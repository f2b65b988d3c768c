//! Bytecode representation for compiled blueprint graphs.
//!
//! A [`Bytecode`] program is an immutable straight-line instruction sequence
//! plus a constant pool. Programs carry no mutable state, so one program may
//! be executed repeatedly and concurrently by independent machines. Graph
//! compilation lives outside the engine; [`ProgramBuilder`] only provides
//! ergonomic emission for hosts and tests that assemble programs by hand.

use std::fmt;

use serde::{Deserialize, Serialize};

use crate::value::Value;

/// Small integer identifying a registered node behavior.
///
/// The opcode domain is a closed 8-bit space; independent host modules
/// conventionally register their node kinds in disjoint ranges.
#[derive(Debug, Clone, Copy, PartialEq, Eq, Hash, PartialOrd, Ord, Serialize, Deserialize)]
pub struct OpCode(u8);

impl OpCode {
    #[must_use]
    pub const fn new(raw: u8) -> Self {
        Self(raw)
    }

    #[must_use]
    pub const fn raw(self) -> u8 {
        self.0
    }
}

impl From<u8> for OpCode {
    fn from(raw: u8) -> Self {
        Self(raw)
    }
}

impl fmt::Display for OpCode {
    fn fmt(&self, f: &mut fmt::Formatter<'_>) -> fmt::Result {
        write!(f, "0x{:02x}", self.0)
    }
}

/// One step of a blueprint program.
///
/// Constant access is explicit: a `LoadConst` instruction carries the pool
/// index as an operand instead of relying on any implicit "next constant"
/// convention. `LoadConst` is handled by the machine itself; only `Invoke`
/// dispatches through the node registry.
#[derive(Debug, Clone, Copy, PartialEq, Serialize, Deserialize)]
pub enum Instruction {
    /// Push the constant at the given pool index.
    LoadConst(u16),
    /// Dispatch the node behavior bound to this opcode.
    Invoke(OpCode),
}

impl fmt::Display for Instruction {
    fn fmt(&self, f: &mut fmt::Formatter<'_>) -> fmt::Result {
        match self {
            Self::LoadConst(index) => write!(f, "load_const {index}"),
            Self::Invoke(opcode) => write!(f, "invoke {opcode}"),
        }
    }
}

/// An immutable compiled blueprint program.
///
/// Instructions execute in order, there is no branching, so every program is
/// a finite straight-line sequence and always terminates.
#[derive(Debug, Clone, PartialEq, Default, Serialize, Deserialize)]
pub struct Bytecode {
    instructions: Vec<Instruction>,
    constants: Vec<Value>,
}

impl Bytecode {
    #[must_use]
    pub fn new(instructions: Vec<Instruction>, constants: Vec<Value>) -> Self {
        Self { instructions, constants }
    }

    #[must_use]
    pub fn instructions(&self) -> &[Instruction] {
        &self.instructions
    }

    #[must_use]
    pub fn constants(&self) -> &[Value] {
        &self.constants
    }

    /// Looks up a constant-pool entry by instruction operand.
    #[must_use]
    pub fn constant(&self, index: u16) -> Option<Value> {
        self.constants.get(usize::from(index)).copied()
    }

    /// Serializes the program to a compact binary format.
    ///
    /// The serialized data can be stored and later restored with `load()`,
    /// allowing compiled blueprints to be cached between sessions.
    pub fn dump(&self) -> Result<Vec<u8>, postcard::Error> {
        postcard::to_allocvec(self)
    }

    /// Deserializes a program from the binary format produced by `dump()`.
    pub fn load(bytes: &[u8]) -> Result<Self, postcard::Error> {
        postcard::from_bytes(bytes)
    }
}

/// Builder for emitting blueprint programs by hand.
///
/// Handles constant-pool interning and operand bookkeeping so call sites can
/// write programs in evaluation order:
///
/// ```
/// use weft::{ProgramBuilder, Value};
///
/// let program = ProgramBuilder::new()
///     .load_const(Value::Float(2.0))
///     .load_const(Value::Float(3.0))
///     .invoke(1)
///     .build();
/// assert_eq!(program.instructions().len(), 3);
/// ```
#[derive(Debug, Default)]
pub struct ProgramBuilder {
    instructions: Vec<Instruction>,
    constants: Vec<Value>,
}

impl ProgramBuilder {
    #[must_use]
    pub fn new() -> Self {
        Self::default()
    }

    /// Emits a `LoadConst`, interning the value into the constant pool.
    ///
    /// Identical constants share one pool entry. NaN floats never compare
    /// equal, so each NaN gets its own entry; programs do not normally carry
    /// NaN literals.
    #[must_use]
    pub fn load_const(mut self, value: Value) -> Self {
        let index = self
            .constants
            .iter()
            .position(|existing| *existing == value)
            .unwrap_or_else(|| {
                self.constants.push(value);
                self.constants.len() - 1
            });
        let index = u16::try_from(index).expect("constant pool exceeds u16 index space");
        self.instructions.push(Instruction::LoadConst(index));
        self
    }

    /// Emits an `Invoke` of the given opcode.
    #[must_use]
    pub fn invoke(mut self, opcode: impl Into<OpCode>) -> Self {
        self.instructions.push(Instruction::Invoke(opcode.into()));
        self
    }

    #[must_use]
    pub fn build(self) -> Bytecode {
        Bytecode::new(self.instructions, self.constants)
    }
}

============================================================

# What to produce
Give the entries once more, exactly as they appear.

# Output for this task
repository f2b65b988d3c768c
//! Bytecode representation for compiled blueprint graphs.
//!
//! A [`Bytecode`] program is an immutable straight-line instruction sequence
//! plus a constant pool. Programs carry no mutable state, so one program may
//! be executed repeatedly and concurrently by independent machines. Graph
//! compilation lives outside the engine; [`ProgramBuilder`] only provides
//! ergonomic emission for hosts and tests that assemble programs by hand.

use std::fmt;

use serde::{Deserialize, Serialize};

use crate::value::Value;

/// Small integer identifying a registered node behavior.
///
/// The opcode domain is a closed 8-bit space; independent host modules
/// conventionally register their node kinds in disjoint ranges.
#[derive(Debug, Clone, Copy, PartialEq, Eq, Hash, PartialOrd, Ord, Serialize, Deserialize)]
pub struct OpCode(u8);

impl OpCode {
    #[must_use]
    pub const fn new(raw: u8) -> Self {
        Self(raw)
    }

    #[must_use]
    pub const fn raw(self) -> u8 {
        self.0
    }
}

impl From<u8> for OpCode {
    fn from(raw: u8) -> Self {
        Self(raw)
    }
}

impl fmt::Display for OpCode {
    fn fmt(&self, f: &mut fmt::Formatter<'_>) -> fmt::Result {
        write!(f, "0x{:02x}", self.0)
    }
}

/// One step of a blueprint program.
///
/// Constant access is explicit: a `LoadConst` instruction carries the pool
/// index as an operand instead of relying on any implicit "next constant"
/// convention. `LoadConst` is handled by the machine itself; only `Invoke`
/// dispatches through the node registry.
#[derive(Debug, Clone, Copy, PartialEq, Serialize, Deserialize)]
pub enum Instruction {
    /// Push the constant at the given pool index.
    LoadConst(u16),
    /// Dispatch the node behavior bound to this opcode.
    Invoke(OpCode),
}

impl fmt::Display for Instruction {
    fn fmt(&self, f: &mut fmt::Formatter<'_>) -> fmt::Result {
        match self {
            Self::LoadConst(index) => write!(f, "load_const {index}"),
            Self::Invoke(opcode) => write!(f, "invoke {opcode}"),
        }
    }
}

/// An immutable compiled blueprint program.
///
/// Instructions execute in order, there is no branching, so every program is
/// a finite straight-line sequence and always terminates.
#[derive(Debug, Clone, PartialEq, Default, Serialize, Deserialize)]
pub struct Bytecode {
    instructions: Vec<Instruction>,
    constants: Vec<Value>,
}

impl Bytecode {
    #[must_use]
    pub fn new(instructions: Vec<Instruction>, constants: Vec<Value>) -> Self {
        Self { instructions, constants }
    }

    #[must_use]
    pub fn instructions(&self) -> &[Instruction] {
        &self.instructions
    }

    #[must_use]
    pub fn constants(&self) -> &[Value] {
        &self.constants
    }

    /// Looks up a constant-pool entry by instruction operand.
    #[must_use]
    pub fn constant(&self, index: u16) -> Option<Value> {
        self.constants.get(usize::from(index)).copied()
    }

    /// Serializes the program to a compact binary format.
    ///
    /// The serialized data can be stored and later restored with `load()`,
    /// allowing compiled blueprints to be cached between sessions.
    pub fn dump(&self) -> Result<Vec<u8>, postcard::Error> {
        postcard::to_allocvec(self)
    }

    /// Deserializes a program from the binary format produced by `dump()`.
    pub fn load(bytes: &[u8]) -> Result<Self, postcard::Error> {
        postcard::from_bytes(bytes)
    }
}

/// Builder for emitting blueprint programs by hand.
///
/// Handles constant-pool interning and operand bookkeeping so call sites can
/// write programs in evaluation order:
///
/// ```
/// use weft::{ProgramBuilder, Value};
///
/// let program = ProgramBuilder::new()
///     .load_const(Value::Float(2.0))
///     .load_const(Value::Float(3.0))
///     .invoke(1)
///     .build();
/// assert_eq!(program.instructions().len(), 3);
/// ```
#[derive(Debug, Default)]
pub struct ProgramBuilder {
    instructions: Vec<Instruction>,
    constants: Vec<Value>,
}

impl ProgramBuilder {
    #[must_use]
    pub fn new() -> Self {
        Self::default()
    }

    /// Emits a `LoadConst`, interning the value into the constant pool.
    ///
    /// Identical constants share one pool entry. NaN floats never compare
    /// equal, so each NaN gets its own entry; programs do not normally carry
    /// NaN literals.
    #[must_use]
    pub fn load_const(mut self, value: Value) -> Self {
        let index = self
            .constants
            .iter()
            .position(|existing| *existing == value)
            .unwrap_or_else(|| {
                self.constants.push(value);
                self.constants.len() - 1
            });
        let index = u16::try_from(index).expect("constant pool exceeds u16 index space");
        self.instructions.push(Instruction::LoadConst(index));
        self
    }

    /// Emits an `Invoke` of the given opcode.
    #[must_use]
    pub fn invoke(mut self, opcode: impl Into<OpCode>) -> Self {
        self.instructions.push(Instruction::Invoke(opcode.into()));
        self
    }

    #[must_use]
    pub fn build(self) -> Bytecode {
        Bytecode::new(self.instructions, self.constants)
    }
}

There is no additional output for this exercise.